Alert (P1.constructor = = person); True
alert (p2.constructor = = person); True
It is best to use instanceof when detecting types:
Alert (P1 instanceof Object); True
alert (P1 instanceof person); True
alert (P2 instanceof Object); True
alert (P2 instanceof person); True
Both P1 and P2 are instances of object because all objects inherit from object.
2.1 Constructor as a function
Use the Var person as a constructor
= new Person ("Xxyh", "programmer");
Person.sayname (); "Xxyh"
//as ordinary function person
("Zhangsan", "student"); Add to Window
window.sayname (); ' Zhangsan '
//calling
var obj = new Object ()
in the scope of another. Person.call (obj, "Jack", "Manager");
Obj.sayname (); "Jack", obj has all the properties and methods
2.2 Problems with constructors
The problem with constructors is that each method is recreated on each instance. Both P1 and P2 have a sayname () method, but they are not instances of a function. In JavaScript, a function is an object, so each definition of a function instantiates an object.

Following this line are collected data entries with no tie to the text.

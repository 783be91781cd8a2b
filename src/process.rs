//! External command execution.
//!
//! Runs a program to completion inside a working directory and reports only
//! its stderr on failure. Output files are the caller's business.

use std::ffi::OsStr;
use std::path::{Path, PathBuf};
use std::process::{ExitStatus, Stdio};
use std::time::Duration;
use tokio::process::Command;

#[derive(Debug, thiserror::Error)]
pub enum ToolError {
    /// The process never started (missing binary, permissions, bad cwd)
    #[error("failed to launch {}: {source}", .program.display())]
    Launch {
        program: PathBuf,
        #[source]
        source: std::io::Error,
    },

    /// Started, but collecting its exit status or stderr failed
    #[error("lost track of {}: {source}", .program.display())]
    Wait {
        program: PathBuf,
        #[source]
        source: std::io::Error,
    },

    /// Non-zero exit; `stderr` is the trimmed error output
    #[error("{stderr}")]
    Failed { status: ExitStatus, stderr: String },

    #[error("{} did not finish within {}s and was killed", .program.display(), .after.as_secs())]
    TimedOut { program: PathBuf, after: Duration },
}

/// Run `program` with `args` in `dir` and wait for it to exit.
///
/// With a `timeout`, the child is killed once the deadline passes.
pub async fn run_command_in_path<I, S>(
    dir: &Path,
    program: &Path,
    args: I,
    timeout: Option<Duration>,
) -> Result<(), ToolError>
where
    I: IntoIterator<Item = S>,
    S: AsRef<OsStr>,
{
    let child = Command::new(program)
        .args(args)
        .current_dir(dir)
        .stdin(Stdio::null())
        .stdout(Stdio::null())
        .stderr(Stdio::piped())
        .kill_on_drop(true)
        .spawn()
        .map_err(|source| ToolError::Launch {
            program: program.to_path_buf(),
            source,
        })?;

    let output = match timeout {
        Some(after) => match tokio::time::timeout(after, child.wait_with_output()).await {
            Ok(result) => result,
            // Dropping the future drops the child, which kills it
            Err(_) => {
                return Err(ToolError::TimedOut {
                    program: program.to_path_buf(),
                    after,
                })
            }
        },
        None => child.wait_with_output().await,
    }
    .map_err(|source| ToolError::Wait {
        program: program.to_path_buf(),
        source,
    })?;

    if output.status.success() {
        Ok(())
    } else {
        Err(ToolError::Failed {
            status: output.status,
            stderr: String::from_utf8_lossy(&output.stderr).trim().to_string(),
        })
    }
}
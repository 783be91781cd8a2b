//! FillPDF CLI - run the server's operations from the shell
//!
//! Usage: fillpdf-cli [OPTIONS] <COMMAND>
//!
//! Handy for checking a template's checkbox export values or debugging FDF
//! output without going through HTTP.

use clap::{Parser, Subcommand};
use fillpdf_lib::{fdf, ops, settings::Config, CheckboxLexicon, Form};
use std::io::{Read as _, Write};
use std::path::{Path, PathBuf};

// ============================================================================
// Main CLI Structure
// ============================================================================

#[derive(Parser)]
#[command(name = "fillpdf-cli")]
#[command(version, about = "Fill PDF forms and stamp PDFs with pdftk", long_about = None)]
#[command(propagate_version = true)]
struct Cli {
    /// JSON config file (same format as the server)
    #[arg(long, global = true)]
    config: Option<PathBuf>,

    /// pdftk executable
    #[arg(long, global = true)]
    pdftk: Option<PathBuf>,

    /// Detailed logging
    #[arg(long, short, global = true)]
    verbose: bool,

    #[command(subcommand)]
    command: Commands,
}

#[derive(Subcommand)]
enum Commands {
    /// Encode a JSON form mapping as FDF
    Fdf {
        /// JSON object of field name -> value ("-" for stdin)
        #[arg(long, short)]
        form: PathBuf,
        #[command(flatten)]
        checkbox: CheckboxArgs,
        /// Output file (default: stdout)
        #[arg(long, short)]
        output: Option<PathBuf>,
    },
    /// Fill and flatten a template PDF
    Fill {
        /// Template PDF with form fields
        #[arg(long, short)]
        template: PathBuf,
        /// JSON object of field name -> value ("-" for stdin)
        #[arg(long, short)]
        form: PathBuf,
        #[command(flatten)]
        checkbox: CheckboxArgs,
        /// Output PDF
        #[arg(long, short)]
        output: PathBuf,
    },
    /// Stamp one PDF onto every page of another
    Stamp {
        /// Document to stamp onto
        #[arg(long, short)]
        base: PathBuf,
        /// Overlay PDF
        #[arg(long, short)]
        stamp: PathBuf,
        /// Output PDF
        #[arg(long, short)]
        output: PathBuf,
    },
}

#[derive(clap::Args)]
struct CheckboxArgs {
    /// Export value written for `true`
    #[arg(long, default_value = "Yes")]
    checked: String,
    /// Export value written for `false`
    #[arg(long, default_value = "Off")]
    unchecked: String,
}

impl From<CheckboxArgs> for CheckboxLexicon {
    fn from(args: CheckboxArgs) -> Self {
        CheckboxLexicon::new(args.checked, args.unchecked)
    }
}

// ============================================================================
// Helpers
// ============================================================================

fn read_form(path: &Path) -> Result<Form, String> {
    let mut content = String::new();
    if path == Path::new("-") {
        std::io::stdin()
            .read_to_string(&mut content)
            .map_err(|e| format!("Failed to read stdin: {}", e))?;
    } else {
        content = std::fs::read_to_string(path)
            .map_err(|e| format!("Failed to read {}: {}", path.display(), e))?;
    }
    serde_json::from_str(&content).map_err(|e| format!("Invalid form JSON: {}", e))
}

fn write_output(path: &Path, bytes: &[u8]) -> Result<(), String> {
    std::fs::write(path, bytes).map_err(|e| format!("Failed to write {}: {}", path.display(), e))?;
    log::info!("Wrote {} ({} bytes)", path.display(), bytes.len());
    Ok(())
}

// ============================================================================
// Main
// ============================================================================

#[tokio::main]
async fn main() {
    let cli = Cli::parse();

    let level = if cli.verbose { "debug" } else { "warn" };
    env_logger::Builder::from_env(env_logger::Env::default().default_filter_or(level)).init();

    if let Err(e) = run_cli(cli).await {
        eprintln!("Error: {}", e);
        std::process::exit(1);
    }
}

async fn run_cli(cli: Cli) -> Result<(), String> {
    let mut config = Config::load(cli.config.as_deref())?;
    if let Some(pdftk) = cli.pdftk {
        config.pdftk = pdftk;
    }
    let ctx = ops::Context::from_config(&config);

    match cli.command {
        Commands::Fdf { form, checkbox, output } => {
            let form = read_form(&form)?;
            let lexicon = CheckboxLexicon::from(checkbox);
            match output {
                Some(path) => {
                    fdf::write_to_file(&form, &lexicon, &path).map_err(|e| e.to_string())?;
                    log::info!("Wrote {} fields to {}", form.len(), path.display());
                }
                None => {
                    let stdout = std::io::stdout();
                    let mut lock = stdout.lock();
                    fdf::encode(&form, &lexicon, &mut lock).map_err(|e| e.to_string())?;
                    lock.flush().map_err(|e| e.to_string())?;
                }
            }
        }
        Commands::Fill { template, form, checkbox, output } => {
            let form = read_form(&form)?;
            let pdf = ops::fill_form(&ctx, &template, &form, &checkbox.into())
                .await
                .map_err(|e| e.to_string())?;
            write_output(&output, &pdf)?;
        }
        Commands::Stamp { base, stamp, output } => {
            let pdf = ops::multistamp_files(&ctx, &base, &stamp)
                .await
                .map_err(|e| e.to_string())?;
            write_output(&output, &pdf)?;
        }
    }

    Ok(())
}
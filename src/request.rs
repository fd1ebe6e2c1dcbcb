use std::collections::BTreeMap;
use std::fmt;

/// HTTP verbs accepted by [`HttpClient::request`](crate::HttpClient::request).
#[derive(Clone, Copy, Debug, Default, PartialEq, Eq, Hash)]
pub enum HttpMethod {
    #[default]
    Get,
    Post,
    Put,
    Delete,
    Patch,
}

impl HttpMethod {
    pub fn as_str(self) -> &'static str {
        match self {
            Self::Get => "GET",
            Self::Post => "POST",
            Self::Put => "PUT",
            Self::Delete => "DELETE",
            Self::Patch => "PATCH",
        }
    }
}

impl fmt::Display for HttpMethod {
    fn fmt(&self, f: &mut fmt::Formatter<'_>) -> fmt::Result {
        f.write_str(self.as_str())
    }
}

impl From<HttpMethod> for reqwest::Method {
    fn from(method: HttpMethod) -> Self {
        match method {
            HttpMethod::Get => reqwest::Method::GET,
            HttpMethod::Post => reqwest::Method::POST,
            HttpMethod::Put => reqwest::Method::PUT,
            HttpMethod::Delete => reqwest::Method::DELETE,
            HttpMethod::Patch => reqwest::Method::PATCH,
        }
    }
}

/// One logical request against the client's base URL.
///
/// `endpoint` is a path relative to the base URL (leading `/` optional).
/// `segments` are appended after it one path segment each, percent-encoded,
/// so caller-supplied names cannot change the route. Query pairs are
/// URL-encoded when the request is sent. Per-call headers override the
/// client's defaults with the same name.
#[derive(Clone, Debug, Default, PartialEq)]
pub struct RequestSpec {
    pub endpoint: String,
    pub segments: Vec<String>,
    pub method: HttpMethod,
    pub query: Vec<(String, String)>,
    pub headers: BTreeMap<String, String>,
    pub body: Option<serde_json::Value>,
    /// Overrides the client timeout for this call only.
    pub timeout_ms: Option<u64>,
}

impl RequestSpec {
    pub fn new(method: HttpMethod, endpoint: impl Into<String>) -> Self {
        Self {
            endpoint: endpoint.into(),
            method,
            ..Self::default()
        }
    }

    pub fn get(endpoint: impl Into<String>) -> Self {
        Self::new(HttpMethod::Get, endpoint)
    }

    pub fn post(endpoint: impl Into<String>) -> Self {
        Self::new(HttpMethod::Post, endpoint)
    }

    pub fn put(endpoint: impl Into<String>) -> Self {
        Self::new(HttpMethod::Put, endpoint)
    }

    pub fn delete(endpoint: impl Into<String>) -> Self {
        Self::new(HttpMethod::Delete, endpoint)
    }

    pub fn patch(endpoint: impl Into<String>) -> Self {
        Self::new(HttpMethod::Patch, endpoint)
    }

    pub fn segment(mut self, segment: impl Into<String>) -> Self {
        self.segments.push(segment.into());
        self
    }

    pub fn query(mut self, key: impl Into<String>, value: impl ToString) -> Self {
        self.query.push((key.into(), value.to_string()));
        self
    }

    pub fn header(mut self, name: impl Into<String>, value: impl Into<String>) -> Self {
        self.headers.insert(name.into(), value.into());
        self
    }

    pub fn json(mut self, body: serde_json::Value) -> Self {
        self.body = Some(body);
        self
    }

    pub fn timeout_ms(mut self, timeout_ms: u64) -> Self {
        self.timeout_ms = Some(timeout_ms);
        self
    }
}

/// A successful response with its decoded payload.
#[derive(Clone, Debug, PartialEq)]
pub struct ResponseEnvelope<T> {
    pub data: T,
    pub status: u16,
    pub status_text: String,
    /// Response headers with lowercase names; values that are not valid
    /// UTF-8 are dropped.
    pub headers: BTreeMap<String, String>,
}

impl<T> ResponseEnvelope<T> {
    pub fn map<U>(self, f: impl FnOnce(T) -> U) -> ResponseEnvelope<U> {
        ResponseEnvelope {
            data: f(self.data),
            status: self.status,
            status_text: self.status_text,
            headers: self.headers,
        }
    }

    pub fn header(&self, name: &str) -> Option<&str> {
        self.headers
            .get(&name.to_ascii_lowercase())
            .map(String::as_str)
    }
}
use serde_json::Value as JsonValue;

use crate::{ClassifiedError, ErrorKind, HttpMethod};

/// Outcome of a single failed attempt, as observed by the transport.
#[derive(Debug)]
pub enum RawFailure {
    /// The attempt ran past its deadline.
    TimedOut,
    /// No response was received.
    Transport(reqwest::Error),
    /// The server answered with a non-success status.
    Response(RawResponse),
}

/// Non-success response captured before classification.
#[derive(Clone, Debug, PartialEq, Eq)]
pub struct RawResponse {
    pub status: u16,
    pub status_text: String,
    pub content_type: Option<String>,
    pub body: String,
}

/// Request details attached to the classified error.
#[derive(Clone, Debug, Default, PartialEq, Eq)]
pub struct FailureContext {
    pub url: Option<String>,
    pub method: Option<HttpMethod>,
    /// Deadline of the failed attempt.
    pub timeout_ms: u64,
}

impl RawFailure {
    /// Whether the client may re-issue the request after this failure.
    ///
    /// Only missing responses and 5xx statuses qualify; a 429 is flagged
    /// retryable on the classified error but is left to the caller.
    pub(crate) fn is_transient(&self) -> bool {
        match self {
            Self::TimedOut => true,
            Self::Transport(err) => !err.is_builder(),
            Self::Response(response) => response.status >= 500,
        }
    }
}

/// Maps a raw failure to exactly one [`ErrorKind`].
pub fn classify_http_failure(raw: RawFailure, context: &FailureContext) -> ClassifiedError {
    match raw {
        RawFailure::TimedOut => ClassifiedError::timeout(context.timeout_ms),
        RawFailure::Transport(err) => {
            ClassifiedError::network(format!("network error: {err}"), Some(err))
        }
        RawFailure::Response(response) => {
            let (message, body) = extract_message(&response);
            ErrorKind::Api {
                status: response.status,
                status_text: response.status_text,
                message,
                body,
                url: context.url.clone(),
                method: context.method,
            }
            .into()
        }
    }
}

fn extract_message(response: &RawResponse) -> (String, Option<JsonValue>) {
    let fallback = format!("HTTP {}: {}", response.status, response.status_text);
    let is_json = response
        .content_type
        .as_deref()
        .is_some_and(|value| value.contains("application/json"));

    if is_json {
        return match serde_json::from_str::<JsonValue>(&response.body) {
            Ok(body) => {
                let message = ["message", "error", "detail"]
                    .iter()
                    .find_map(|key| {
                        body.get(key)
                            .and_then(JsonValue::as_str)
                            .filter(|message| !message.is_empty())
                    })
                    .map(str::to_owned)
                    .unwrap_or(fallback);
                (message, Some(body))
            }
            Err(_) => (fallback, text_body(&response.body)),
        };
    }

    match text_body(&response.body) {
        Some(body) => (response.body.clone(), Some(body)),
        None => (fallback, None),
    }
}

fn text_body(body: &str) -> Option<JsonValue> {
    (!body.is_empty()).then(|| JsonValue::String(body.to_owned()))
}

#[cfg(test)]
mod tests {
    use serde_json::json;

    use super::{classify_http_failure, FailureContext, RawFailure, RawResponse};
    use crate::{ErrorKind, HttpMethod};

    fn response(status: u16, content_type: Option<&str>, body: &str) -> RawFailure {
        RawFailure::Response(RawResponse {
            status,
            status_text: "Unprocessable Entity".to_owned(),
            content_type: content_type.map(str::to_owned),
            body: body.to_owned(),
        })
    }

    fn context() -> FailureContext {
        FailureContext {
            url: Some("https://api.github.com/search/users".to_owned()),
            method: Some(HttpMethod::Get),
            timeout_ms: 10_000,
        }
    }

    #[test]
    fn json_message_field_becomes_the_error_message() {
        let err = classify_http_failure(
            response(422, Some("application/json; charset=utf-8"), r#"{"message":"custom"}"#),
            &context(),
        );

        assert_eq!(err.to_string(), "custom");
        assert_eq!(
            err.user_message(),
            "Invalid data provided. Please check your input."
        );
        assert!(!err.is_retryable());
        match err.kind() {
            ErrorKind::Api {
                status, body, url, ..
            } => {
                assert_eq!(*status, 422);
                assert_eq!(body.as_ref(), Some(&json!({"message": "custom"})));
                assert_eq!(url.as_deref(), Some("https://api.github.com/search/users"));
            }
            other => panic!("expected api error, got {other:?}"),
        }
    }

    #[test]
    fn error_then_detail_fields_are_tried_in_order() {
        let err = classify_http_failure(
            response(400, Some("application/json"), r#"{"detail":"d","error":"e"}"#),
            &context(),
        );
        assert_eq!(err.to_string(), "e");

        let err = classify_http_failure(
            response(400, Some("application/json"), r#"{"detail":"d"}"#),
            &context(),
        );
        assert_eq!(err.to_string(), "d");
    }

    #[test]
    fn json_without_known_fields_falls_back_to_status_line() {
        let err = classify_http_failure(
            response(422, Some("application/json"), r#"{"errors":[]}"#),
            &context(),
        );
        assert_eq!(err.to_string(), "HTTP 422: Unprocessable Entity");
    }

    #[test]
    fn text_body_is_used_verbatim() {
        let err = classify_http_failure(response(502, Some("text/html"), "bad gateway"), &context());
        assert_eq!(err.to_string(), "bad gateway");
        assert!(err.is_retryable());
    }

    #[test]
    fn empty_body_uses_status_line() {
        let err = classify_http_failure(response(404, None, ""), &context());
        assert_eq!(err.to_string(), "HTTP 404: Unprocessable Entity");
        match err.kind() {
            ErrorKind::Api { body, .. } => assert!(body.is_none()),
            other => panic!("expected api error, got {other:?}"),
        }
    }

    #[test]
    fn timeout_carries_the_attempt_deadline() {
        let err = classify_http_failure(RawFailure::TimedOut, &context());
        assert!(matches!(err.kind(), ErrorKind::Timeout { timeout_ms: 10_000 }));
        assert!(err.is_retryable());
    }

    #[test]
    fn only_server_errors_are_transient_responses() {
        assert!(response(500, None, "").is_transient());
        assert!(response(501, None, "").is_transient());
        assert!(!response(429, None, "").is_transient());
        assert!(!response(404, None, "").is_transient());
        assert!(RawFailure::TimedOut.is_transient());
    }
}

Constructors can also be defined like this:
function person (name, age, Job) {
this.name = name;
This.age = age;
This.job = job;
This.sayname = new Function ("Alert (this.name)");
}
Therefore, the functions of the same name on different instances are not equal:
Alert (P1.sayname = = p2.sayname); False
However, creating two functions with the same functionality is redundant and does not require that the function be bound to a particular object before the code is executed.
function person (name, age, Job) {
this.name = name;
This.age = age;
This.job = job;
This.sayname = Sayname;
}
function Sayname () {
alert (this.name);
}
var p1 = new Person ("Xxyh", "programmer");
var p2 = new Person ("Jack", "student");
This moves the definition of sayname () to the outside of the constructor, and then sets the property sayname to the global sayname function inside the constructor. In this way, Sayname contains pointers to functions, p1 and P2 share the same sayname () function defined in the global scope.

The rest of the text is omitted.